### PROMPT
Among the entries below, which lines include the string "Some"? Show each one.

### DATA TO USE
• • • • •
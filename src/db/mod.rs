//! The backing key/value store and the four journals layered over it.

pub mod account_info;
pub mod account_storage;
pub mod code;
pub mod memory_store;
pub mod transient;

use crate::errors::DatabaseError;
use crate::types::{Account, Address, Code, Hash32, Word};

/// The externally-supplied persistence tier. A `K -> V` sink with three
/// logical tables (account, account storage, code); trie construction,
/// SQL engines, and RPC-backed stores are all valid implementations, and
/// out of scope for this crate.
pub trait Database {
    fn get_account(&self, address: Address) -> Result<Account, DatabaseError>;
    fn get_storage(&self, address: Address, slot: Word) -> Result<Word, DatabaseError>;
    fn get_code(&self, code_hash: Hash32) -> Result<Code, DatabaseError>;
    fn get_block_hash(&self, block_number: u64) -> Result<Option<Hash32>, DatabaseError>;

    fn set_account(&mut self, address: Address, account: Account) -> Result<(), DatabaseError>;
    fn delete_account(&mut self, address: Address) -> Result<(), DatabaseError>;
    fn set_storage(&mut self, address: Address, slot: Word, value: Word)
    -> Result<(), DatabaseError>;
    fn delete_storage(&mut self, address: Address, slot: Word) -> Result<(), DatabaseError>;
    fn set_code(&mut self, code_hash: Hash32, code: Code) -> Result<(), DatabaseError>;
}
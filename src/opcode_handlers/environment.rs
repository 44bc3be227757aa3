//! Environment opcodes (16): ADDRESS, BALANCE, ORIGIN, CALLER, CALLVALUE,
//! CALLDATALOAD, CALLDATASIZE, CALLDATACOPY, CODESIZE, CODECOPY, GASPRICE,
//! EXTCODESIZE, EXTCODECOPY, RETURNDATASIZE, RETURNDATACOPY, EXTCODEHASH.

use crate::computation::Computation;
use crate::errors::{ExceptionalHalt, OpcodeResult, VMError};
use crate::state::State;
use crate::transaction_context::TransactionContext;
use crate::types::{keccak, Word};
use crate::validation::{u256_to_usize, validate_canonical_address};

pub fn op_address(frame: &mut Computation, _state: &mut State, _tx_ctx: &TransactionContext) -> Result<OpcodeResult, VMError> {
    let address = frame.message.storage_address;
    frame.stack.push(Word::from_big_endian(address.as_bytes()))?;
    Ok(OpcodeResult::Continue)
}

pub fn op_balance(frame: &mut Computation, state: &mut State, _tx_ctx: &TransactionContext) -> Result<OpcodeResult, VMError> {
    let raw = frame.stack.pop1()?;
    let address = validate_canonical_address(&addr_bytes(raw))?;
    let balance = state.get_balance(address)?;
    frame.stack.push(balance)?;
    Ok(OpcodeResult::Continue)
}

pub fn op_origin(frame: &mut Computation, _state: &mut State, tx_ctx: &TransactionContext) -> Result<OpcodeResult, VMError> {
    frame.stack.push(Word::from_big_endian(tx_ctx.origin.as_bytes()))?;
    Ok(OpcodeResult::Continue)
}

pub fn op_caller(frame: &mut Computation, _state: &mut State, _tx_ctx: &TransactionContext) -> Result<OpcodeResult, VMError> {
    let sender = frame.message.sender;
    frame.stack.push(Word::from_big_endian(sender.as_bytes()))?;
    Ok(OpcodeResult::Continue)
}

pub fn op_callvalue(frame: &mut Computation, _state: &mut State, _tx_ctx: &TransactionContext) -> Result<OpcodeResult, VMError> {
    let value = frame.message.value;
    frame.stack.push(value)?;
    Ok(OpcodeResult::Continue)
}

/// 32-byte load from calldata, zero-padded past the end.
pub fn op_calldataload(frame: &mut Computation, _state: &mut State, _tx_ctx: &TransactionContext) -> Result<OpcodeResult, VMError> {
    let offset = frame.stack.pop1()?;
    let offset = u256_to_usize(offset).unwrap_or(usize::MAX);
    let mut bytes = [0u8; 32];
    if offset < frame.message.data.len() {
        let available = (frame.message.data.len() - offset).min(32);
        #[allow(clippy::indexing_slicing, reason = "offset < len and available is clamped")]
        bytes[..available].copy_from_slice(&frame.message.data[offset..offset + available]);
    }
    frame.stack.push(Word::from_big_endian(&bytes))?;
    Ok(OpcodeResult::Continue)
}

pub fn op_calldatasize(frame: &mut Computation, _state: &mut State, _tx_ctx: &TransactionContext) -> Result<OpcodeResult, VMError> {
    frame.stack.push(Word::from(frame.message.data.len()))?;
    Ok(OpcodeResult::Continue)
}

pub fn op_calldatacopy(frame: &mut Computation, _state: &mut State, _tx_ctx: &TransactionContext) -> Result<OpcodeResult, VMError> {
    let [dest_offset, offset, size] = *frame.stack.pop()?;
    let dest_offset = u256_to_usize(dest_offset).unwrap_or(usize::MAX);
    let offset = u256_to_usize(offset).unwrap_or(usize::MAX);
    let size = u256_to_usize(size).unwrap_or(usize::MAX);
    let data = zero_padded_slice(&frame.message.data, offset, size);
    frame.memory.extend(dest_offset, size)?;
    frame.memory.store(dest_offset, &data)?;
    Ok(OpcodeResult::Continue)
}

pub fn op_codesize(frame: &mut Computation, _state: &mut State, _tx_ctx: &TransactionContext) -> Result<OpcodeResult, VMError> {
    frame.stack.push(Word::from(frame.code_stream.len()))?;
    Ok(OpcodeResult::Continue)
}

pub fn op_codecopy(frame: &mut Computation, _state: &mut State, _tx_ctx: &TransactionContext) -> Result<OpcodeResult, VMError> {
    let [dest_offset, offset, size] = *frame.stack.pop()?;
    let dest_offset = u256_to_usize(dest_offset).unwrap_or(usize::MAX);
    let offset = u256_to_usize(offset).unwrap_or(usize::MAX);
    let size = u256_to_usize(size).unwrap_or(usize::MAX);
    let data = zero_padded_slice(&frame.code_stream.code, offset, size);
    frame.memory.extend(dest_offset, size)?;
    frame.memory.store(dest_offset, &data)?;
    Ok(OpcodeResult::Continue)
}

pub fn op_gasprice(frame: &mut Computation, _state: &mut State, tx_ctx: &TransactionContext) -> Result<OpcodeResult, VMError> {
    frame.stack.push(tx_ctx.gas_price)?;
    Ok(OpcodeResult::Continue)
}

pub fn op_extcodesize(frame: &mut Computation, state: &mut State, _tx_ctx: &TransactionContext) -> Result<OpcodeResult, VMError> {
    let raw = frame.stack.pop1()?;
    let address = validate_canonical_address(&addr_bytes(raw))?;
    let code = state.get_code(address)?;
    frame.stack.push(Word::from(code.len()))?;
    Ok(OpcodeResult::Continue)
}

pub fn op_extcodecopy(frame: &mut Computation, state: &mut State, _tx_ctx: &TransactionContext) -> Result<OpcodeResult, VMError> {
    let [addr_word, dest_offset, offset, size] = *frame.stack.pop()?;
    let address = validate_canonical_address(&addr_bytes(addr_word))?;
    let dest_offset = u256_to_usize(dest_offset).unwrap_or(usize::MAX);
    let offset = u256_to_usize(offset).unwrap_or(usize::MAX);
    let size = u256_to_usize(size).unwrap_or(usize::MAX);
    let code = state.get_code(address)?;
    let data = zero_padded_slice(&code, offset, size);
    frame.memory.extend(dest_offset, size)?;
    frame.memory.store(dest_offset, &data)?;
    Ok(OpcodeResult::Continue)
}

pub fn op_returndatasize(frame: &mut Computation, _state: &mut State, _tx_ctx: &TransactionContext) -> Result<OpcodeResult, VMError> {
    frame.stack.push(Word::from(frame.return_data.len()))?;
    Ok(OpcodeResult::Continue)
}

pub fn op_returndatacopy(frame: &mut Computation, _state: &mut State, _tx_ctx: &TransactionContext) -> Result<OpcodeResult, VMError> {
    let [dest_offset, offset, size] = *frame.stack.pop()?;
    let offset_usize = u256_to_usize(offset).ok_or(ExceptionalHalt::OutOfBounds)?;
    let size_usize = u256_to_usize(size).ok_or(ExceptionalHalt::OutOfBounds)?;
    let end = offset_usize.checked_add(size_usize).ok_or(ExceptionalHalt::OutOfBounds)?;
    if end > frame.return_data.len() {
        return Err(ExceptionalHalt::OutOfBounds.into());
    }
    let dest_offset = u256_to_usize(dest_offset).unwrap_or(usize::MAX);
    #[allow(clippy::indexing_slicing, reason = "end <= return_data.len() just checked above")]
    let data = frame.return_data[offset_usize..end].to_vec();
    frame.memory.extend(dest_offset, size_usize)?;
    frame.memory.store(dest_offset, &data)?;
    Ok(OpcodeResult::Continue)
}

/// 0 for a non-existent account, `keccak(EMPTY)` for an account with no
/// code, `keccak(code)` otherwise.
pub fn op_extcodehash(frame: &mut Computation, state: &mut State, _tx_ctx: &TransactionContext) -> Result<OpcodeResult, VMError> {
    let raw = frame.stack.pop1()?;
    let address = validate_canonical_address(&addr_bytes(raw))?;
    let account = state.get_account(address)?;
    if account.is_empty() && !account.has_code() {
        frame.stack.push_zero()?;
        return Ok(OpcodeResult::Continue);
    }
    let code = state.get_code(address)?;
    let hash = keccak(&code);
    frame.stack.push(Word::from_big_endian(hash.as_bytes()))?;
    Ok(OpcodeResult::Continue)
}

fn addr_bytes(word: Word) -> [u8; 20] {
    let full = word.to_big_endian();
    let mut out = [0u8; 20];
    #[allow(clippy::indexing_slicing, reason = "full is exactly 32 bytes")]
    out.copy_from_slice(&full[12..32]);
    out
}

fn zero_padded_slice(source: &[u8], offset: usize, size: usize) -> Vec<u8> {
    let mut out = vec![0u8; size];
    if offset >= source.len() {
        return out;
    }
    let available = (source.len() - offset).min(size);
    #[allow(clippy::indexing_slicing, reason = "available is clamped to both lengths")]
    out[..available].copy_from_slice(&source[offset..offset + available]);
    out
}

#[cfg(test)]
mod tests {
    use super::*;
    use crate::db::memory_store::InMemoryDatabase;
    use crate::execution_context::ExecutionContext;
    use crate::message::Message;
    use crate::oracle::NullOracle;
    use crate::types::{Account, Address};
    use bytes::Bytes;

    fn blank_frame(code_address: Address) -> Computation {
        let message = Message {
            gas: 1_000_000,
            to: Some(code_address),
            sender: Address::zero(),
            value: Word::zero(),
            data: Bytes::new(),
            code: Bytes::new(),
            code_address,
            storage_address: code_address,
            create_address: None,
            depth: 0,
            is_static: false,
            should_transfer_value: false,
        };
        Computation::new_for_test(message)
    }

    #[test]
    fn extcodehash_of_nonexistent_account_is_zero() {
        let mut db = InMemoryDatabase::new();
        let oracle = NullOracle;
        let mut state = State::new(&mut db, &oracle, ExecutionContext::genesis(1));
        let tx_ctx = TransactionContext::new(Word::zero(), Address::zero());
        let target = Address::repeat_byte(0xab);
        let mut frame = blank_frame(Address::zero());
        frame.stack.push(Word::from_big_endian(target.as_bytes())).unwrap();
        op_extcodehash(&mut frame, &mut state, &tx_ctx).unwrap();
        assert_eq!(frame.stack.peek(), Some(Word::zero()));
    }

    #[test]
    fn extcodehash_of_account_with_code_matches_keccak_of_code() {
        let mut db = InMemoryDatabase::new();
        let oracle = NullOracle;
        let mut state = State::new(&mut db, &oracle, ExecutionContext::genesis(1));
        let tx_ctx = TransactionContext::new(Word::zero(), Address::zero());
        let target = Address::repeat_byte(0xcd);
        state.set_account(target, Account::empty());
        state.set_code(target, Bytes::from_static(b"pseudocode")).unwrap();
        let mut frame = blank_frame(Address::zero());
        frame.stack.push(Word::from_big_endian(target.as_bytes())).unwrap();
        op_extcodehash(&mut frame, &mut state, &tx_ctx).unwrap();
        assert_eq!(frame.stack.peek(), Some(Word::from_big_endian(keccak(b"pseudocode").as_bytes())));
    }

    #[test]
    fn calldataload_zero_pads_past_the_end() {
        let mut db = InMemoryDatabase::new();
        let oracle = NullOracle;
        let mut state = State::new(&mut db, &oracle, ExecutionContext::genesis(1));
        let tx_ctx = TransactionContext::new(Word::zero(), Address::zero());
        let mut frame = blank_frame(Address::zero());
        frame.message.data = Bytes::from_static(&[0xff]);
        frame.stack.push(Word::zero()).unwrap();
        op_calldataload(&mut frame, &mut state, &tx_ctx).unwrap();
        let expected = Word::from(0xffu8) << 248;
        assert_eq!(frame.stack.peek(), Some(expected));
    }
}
• • • • •
### RESULT OF THE EXERCISE
            to: Some(code_address),
        assert_eq!(frame.stack.peek(), Some(Word::zero()));
        assert_eq!(frame.stack.peek(), Some(Word::from_big_endian(keccak(b"pseudocode").as_bytes())));
        assert_eq!(frame.stack.peek(), Some(expected));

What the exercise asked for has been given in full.